恵比寿のTOP(東京写真)美術館ホールで開催中の「ポーランド映画祭」の一つ、1962年のロマン・ポランスキー監督の映画「水の中のナイフ」。
日本公開は1965年とのことだが、その後の再上映の時に観た映画だ。エッジの効いたモノクロの画面と、どことなくただよう緊張感や孤独、不安感、怯えなどが、モダンジャズのアドリブによって共振されて、美しく強く心に残っている。
主人公は、裕福な中年夫婦と、ヒッチハイクで車に乗せた若者の3人。
若者と中年という世代間ギャップと、成功した裕福な社会人夫婦と貧しい学生という階層間ギャップ。それに中年になった夫婦間の気持ちのギャップが絡み合って、ふとした会話のやりとりからそれぞれの不安、不信、怯え、嫉妬等々がヨットの揺らぎに共振する。
映画は、”若者を死なせてしまった(妻と言い合いになって水に飛び込み探すが、見つけられずにそのまま陸に上がってしまった)”と罪の意識を抱えた夫と、彼が実は隠れていただけだ(夫が飛び込んだ隙にヨットに戻った)ということを知っている妻が、警察に届け出るか何もなかったように家に戻るか、互いの気持ちを探りながら分かれ道で車を止めているところで終わる。

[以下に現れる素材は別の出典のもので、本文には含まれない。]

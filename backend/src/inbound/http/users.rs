//! Users API handlers.
//!
//! ```text
//! POST   /users            {"name":"Ada","email":"ada@example.com","age":36}
//! POST   /users            [{...}, {...}]
//! GET    /users
//! PATCH  /users/{userId}   {"age":37}
//! DELETE /users/{userId}
//! ```

use actix_web::{HttpResponse, delete, get, patch, post, web};
use serde_json::json;

use crate::domain::ports::UserCreation;
use crate::domain::{Error, Submission, User, UserCandidate, UserId, UserPatch};
use crate::inbound::http::error::at_boundary;
use crate::inbound::http::{ApiResult, text};
use crate::inbound::http::state::HttpState;

const USER_CREATED: &str = "User created successfully";
const USERS_CREATED: &str = "Users created successfully";
const USER_UPDATED: &str = "User updated successfully";
const USER_DELETED: &str = "User deleted successfully";

fn parse_user_id(raw: &str, failure: &'static str) -> ApiResult<UserId> {
    raw.parse().map_err(|err| {
        at_boundary(
            Error::invalid_request(format!("invalid user id: {err}")),
            |_| failure.to_owned(),
        )
    })
}

fn conflict_for(rejected: &[String]) -> Error {
    Error::conflict(format!(
        "Users with these emails already exist: {}",
        rejected.join(", ")
    ))
    .with_details(json!({ "code": "duplicate_email", "emails": rejected }))
}

/// Create one user or a batch of users.
///
/// A batch whose emails partly clash with stored users still persists the
/// rest and answers 409 listing the clashing emails.
#[utoipa::path(
    post,
    path = "/users",
    request_body = crate::inbound::http::schemas::UserSubmissionSchema,
    responses(
        (status = 201, description = "Users created", body = String, content_type = "text/plain"),
        (status = 409, description = "Email already registered", body = String, content_type = "text/plain"),
        (status = 500, description = "Validation or store failure", body = String, content_type = "text/plain")
    ),
    tags = ["users"],
    operation_id = "createUsers"
)]
#[post("/users")]
pub async fn create_users(
    state: web::Data<HttpState>,
    payload: web::Json<Submission<UserCandidate>>,
) -> ApiResult<HttpResponse> {
    let submission = payload.into_inner();
    let created_message = if submission.is_batch() {
        USERS_CREATED
    } else {
        USER_CREATED
    };

    match state.users.create(submission).await {
        Ok(UserCreation::Created { .. }) => Ok(text(HttpResponse::Created(), created_message)),
        Ok(UserCreation::PartialConflict { rejected, .. }) => Err(conflict_for(&rejected)),
        Err(err) => Err(at_boundary(err, |e| {
            format!("Error creating users: {}", e.message())
        })),
    }
}

/// List every stored user.
#[utoipa::path(
    get,
    path = "/users",
    responses(
        (status = 200, description = "Users", body = [crate::inbound::http::schemas::UserSchema]),
        (status = 500, description = "Store failure", body = String, content_type = "text/plain")
    ),
    tags = ["users"],
    operation_id = "listUsers"
)]
#[get("/users")]
pub async fn list_users(state: web::Data<HttpState>) -> ApiResult<web::Json<Vec<User>>> {
    state
        .users_query
        .list_users()
        .await
        .map(web::Json)
        .map_err(|err| at_boundary(err, |_| "Error fetching users".to_owned()))
}

/// Merge a partial update into one user. Unknown ids are not an error.
#[utoipa::path(
    patch,
    path = "/users/{userId}",
    params(("userId" = String, Path, description = "User identifier")),
    request_body = crate::inbound::http::schemas::UserPatchSchema,
    responses(
        (status = 200, description = "User updated", body = String, content_type = "text/plain"),
        (status = 500, description = "Malformed id or store failure", body = String, content_type = "text/plain")
    ),
    tags = ["users"],
    operation_id = "updateUser"
)]
#[patch("/users/{userId}")]
pub async fn update_user(
    state: web::Data<HttpState>,
    path: web::Path<String>,
    payload: web::Json<UserPatch>,
) -> ApiResult<HttpResponse> {
    const FAILURE: &str = "Error updating user";
    let id = parse_user_id(&path, FAILURE)?;
    state
        .users
        .update(&id, payload.into_inner())
        .await
        .map_err(|err| at_boundary(err, |_| FAILURE.to_owned()))?;
    Ok(text(HttpResponse::Ok(), USER_UPDATED))
}

/// Delete one user. Unknown ids are not an error.
#[utoipa::path(
    delete,
    path = "/users/{userId}",
    params(("userId" = String, Path, description = "User identifier")),
    responses(
        (status = 200, description = "User deleted", body = String, content_type = "text/plain"),
        (status = 500, description = "Malformed id or store failure", body = String, content_type = "text/plain")
    ),
    tags = ["users"],
    operation_id = "deleteUser"
)]
#[delete("/users/{userId}")]
pub async fn delete_user(
    state: web::Data<HttpState>,
    path: web::Path<String>,
) -> ApiResult<HttpResponse> {
    const FAILURE: &str = "Error deleting user";
    let id = parse_user_id(&path, FAILURE)?;
    state
        .users
        .delete(&id)
        .await
        .map_err(|err| at_boundary(err, |_| FAILURE.to_owned()))?;
    Ok(text(HttpResponse::Ok(), USER_DELETED))
}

重いロープを何本も束ねて肩に担ぎ、ヨットを広い湖面まで水路を引いていくシーンや、ラストの朝靄がかかったT字路のシーン、凪の昼間にヨットの上で日光浴をする若者を俯瞰で撮影したシーン、風を受けたヨットが水を分けて進むシーン。。。記憶に残っていた通りのいくつもの映像が蘇って、なんだか不思議な気分。
終わって外にでれば、恵比寿ガーデンプレイスの中庭には、バカラのゴージャスなシャンデリアが輝いて、もうすぐクリスマスイルミネーションが始まる夕暮れ前の静かな一時を醸し出している。
思えば、ここ恵比寿ガーデンプレイスは出来た当初は話題を集めた注目のスポットで、ヨーロッパの宮殿風のレストラン「ジョエル・ロブション」に女友達とランチに行ったこともある(その彼女は2年前の秋に亡くなり)。当時は映画館もあって、よく通っていた場所である(映画館は一時休館したが何年か前に再開している)。
そんなせいか、今はひっそりと想い出の中に静かに佇んでいるような風情があって、仕事の人も買い物しているマダムもどことなくゆったりと時間が流れているような雰囲気がある。やっぱり好きだな〜、この場所。
映画が上映された東京都写真美術館では、「愛について」というアジアの写真展も開催中でこちらも観たかったが、このところ、一日に2件の展覧会、映画のハシゴはキツイ(!)ので、夕方のガーデンプレイスに気持ちを残して帰宅。
TOP美術館ホールで11月24日〜12月7日まで上映される「チェコ・スワン」という映画もとっても面白そう!で、きっと来週もまたここに来たいな〜と思った午後でした。